Stephen Gadd (International bass soloist)
When I was diagnosed with Ovarian Cancer it felt like my world had come to an end. Going through the chemotherapy the thought of playing my piano and singing didn't even enter my mind. I love singing, for me it is like praying, so I was not really allowing myself the things that had got me through so much in my life - composing and singing.
There are lots of great reasons to sing. It releases endorphins which make us feel good, it combats stress and negative emotions, and also gets oxygen into the blood leading to better circulation, and it makes us happy. It doesn't matter if you sing out of tune. Just sing.
At first it was hard for me, I felt exhausted. I wasn't prepared for the effects that the chemo would have – I couldn’t hit that high note.

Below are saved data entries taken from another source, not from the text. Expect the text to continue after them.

use std::collections::BTreeMap;

use cubist::{
    Canvas, CardSource, Clock, CpuBackend, CubistResult, Engine, EngineConfig, FrameRGBA, ManualClock,
    NoopScrollLock, Rgba8, SectionId, SectionSource, TimestampMs, DECODE_TIMEOUT,
};

const CANVAS: Canvas = Canvas {
    width: 40,
    height: 30,
};

fn engine() -> Engine {
    let config = EngineConfig {
        canvas: CANVAS,
        ..EngineConfig::default()
    };
    Engine::new(config, Box::new(CpuBackend::new()), Box::new(NoopScrollLock)).unwrap()
}

fn sources() -> BTreeMap<SectionId, Box<dyn SectionSource>> {
    SectionId::ALL
        .into_iter()
        .map(|id| {
            let src: Box<dyn SectionSource> = Box::new(CardSource::new(
                CANVAS,
                Rgba8::opaque(30, 30, 90),
                Rgba8::opaque(210, 140, 50),
            ));
            (id, src)
        })
        .collect()
}

#[test]
fn warm_up_captures_all_sections_and_signals_ready() {
    let mut engine = engine();
    assert!(!engine.snapshots_ready());

    let clock = ManualClock::new(TimestampMs(0));
    let report = engine.warm_up(&sources(), &clock);

    assert_eq!(report.captured.len(), 6);
    assert!(report.failed.is_empty());
    assert!(engine.snapshots_ready());

    for id in SectionId::ALL {
        let record = engine.session().snapshot(id).expect("snapshot stored");
        // captured at the configured 0.6 scale
        assert_eq!(record.width, 24);
        assert_eq!(record.height, 18);
        assert_eq!(record.decode().unwrap().width, 24);
    }
}

#[test]
fn repeated_warm_up_overwrites_rather_than_accumulating() {
    let mut engine = engine();
    let clock = ManualClock::new(TimestampMs(0));

    engine.warm_up(&sources(), &clock);
    let first_versions: Vec<u64> = SectionId::ALL
        .iter()
        .map(|id| engine.session().snapshot(*id).unwrap().captured_version)
        .collect();

    engine.warm_up(&sources(), &clock);
    assert_eq!(engine.session().snapshot_count(), 6);
    for (id, old) in SectionId::ALL.iter().zip(first_versions) {
        let new = engine.session().snapshot(*id).unwrap().captured_version;
        assert!(new > old, "recapture must advance the version counter");
    }
}

struct SlowImages {
    inner: CardSource,
}

impl SectionSource for SlowImages {
    fn assets_ready(&self) -> bool {
        false
    }

    fn rasterize(&self) -> CubistResult<FrameRGBA> {
        self.inner.rasterize()
    }
}

#[test]
fn slow_image_decode_is_bounded_by_the_timeout() {
    let mut engine = engine();
    let clock = ManualClock::new(TimestampMs(0));

    let mut sources = sources();
    sources.insert(
        SectionId::Portfolio,
        Box::new(SlowImages {
            inner: CardSource::new(CANVAS, Rgba8::opaque(5, 5, 5), Rgba8::opaque(9, 9, 9)),
        }),
    );

    let report = engine.warm_up(&sources, &clock);

    // the section is captured anyway, with whatever had decoded
    assert!(report.captured.contains(&SectionId::Portfolio));
    assert!(engine.session().snapshot(SectionId::Portfolio).is_some());
    // and the pass waited out the bound instead of hanging
    assert!(clock.now().0 >= DECODE_TIMEOUT.0);
}

struct FailingSource;

impl SectionSource for FailingSource {
    fn rasterize(&self) -> CubistResult<FrameRGBA> {
        Err(cubist::CubistError::capture("offscreen mount failed"))
    }
}

#[test]
fn capture_failures_degrade_to_missing_snapshots() {
    let mut engine = engine();
    let clock = ManualClock::new(TimestampMs(0));

    let mut sources = sources();
    sources.insert(SectionId::Tech, Box::new(FailingSource));

    let report = engine.warm_up(&sources, &clock);
    assert_eq!(report.captured.len(), 5);
    assert_eq!(report.failed, vec![SectionId::Tech]);
    assert!(engine.session().snapshot(SectionId::Tech).is_none());
    // warm-up still signals ready; transitions tolerate the gap
    assert!(engine.snapshots_ready());
}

At some point we have to find that warrior inside of us - I just started with gentle breathing exercises, using the diaphragm to sing. It helps standing with knees slightly bent. Sliding up and down the scales, initially not worrying about individual notes I just concentrated at getting the power back.
My aim, no matter what, was to reach that high note. I set myself a challenge. 'The Greatest Love Of All' by Whitney Houston. Before chemotherapy, I would sail through it. Having this new focus was my positive way of dealing with cancer.

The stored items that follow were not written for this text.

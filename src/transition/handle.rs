use std::sync::{Arc, OnceLock};

use crate::sections::registry::SectionId;

/// Tagged completion value of one transition.
///
/// A redirected transition resolves `Superseded`, never an error, so
/// callers can distinguish "reached the requested target" from "the user
/// steered elsewhere mid-flight" without consulting side-channel state.
#[derive(Clone, Copy, Debug, PartialEq, Eq)]
pub enum TransitionOutcome {
    /// The transition played to the end and landed on `reached`.
    Completed { reached: SectionId },
    /// A redirect replaced this transition before it finished.
    Superseded { new_target: SectionId },
}

/// Cloneable completion handle for one transition.
///
/// Resolved exactly once by the tick that finishes the transition or by
/// the redirect that supersedes it. Handles never reject.
#[derive(Clone, Debug)]
pub struct TransitionHandle {
    slot: Arc<OnceLock<TransitionOutcome>>,
}

impl TransitionHandle {
    pub(crate) fn pending() -> Self {
        Self {
            slot: Arc::new(OnceLock::new()),
        }
    }

    /// Pre-resolved handle, used by the reduced-motion bypass.
    pub(crate) fn resolved(outcome: TransitionOutcome) -> Self {
        let handle = Self::pending();
        handle.resolve(outcome);
        handle
    }

    pub(crate) fn resolve(&self, outcome: TransitionOutcome) {
        let fresh = self.slot.set(outcome).is_ok();
        debug_assert!(fresh, "transition handle resolved twice");
    }

    pub fn outcome(&self) -> Option<TransitionOutcome> {
        self.slot.get().copied()
    }

    pub fn is_resolved(&self) -> bool {
        self.slot.get().is_some()
    }
}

When I was singing, the pain would disappear - even if only for a few moments. I would channel all of my feelings, emotions.....and anger into every note. I felt I was connecting with 'me' again. Singing is so good for the soul. But I also had to learn when to stop; when to be gentle.
Almost two years on, I hit the high note and it wasn't long before I was back out gigging with Joe, my hubby and composing my own songs again.
I am now coming up to my fifth year clear of cancer, but every day is a celebration. Yes, I am still struggling with the fear of it returning - that cloud never really goes away, but that's natural and it's where we draw our strength from - being able to do the things we love and be who we really are in spite of the fear.
I read a quote from Jon Kabat Zinn that said "If you are breathing, there is more right with you than wrong".
So sing away. Sing straight from the heart, and reach that high note! -
Pauly Ortis (Singer song writer)
Singing is good for your health!
There are many physical and psychological benefits to singing. First of all, the deep breathing and gentle exercise required to sing using the diaphragm. The act of singing itself produces Endorphins- those "feel good" hormones that we produce when falling in love- or eating chocolate! It is also good for the immune system, and it lowers the blood pressure and improves lung capacity and posture.
Singing is a great community activity too- a wonderful way for people to come together and connect through the uplifting power of beautiful music. People have a sense of achievement and belonging to a community. Singing regularly with a proper technique can also reduce perceived pain in those who are ill or recovering from an illness. It is for all these reasons & more that Rising Voices is such a wonderful choir, and I have been fortunate to sing as soloist in a concert with them and hear them at work. Wishing all in this wonderful choir every success and future happiness & health. Sing for joy!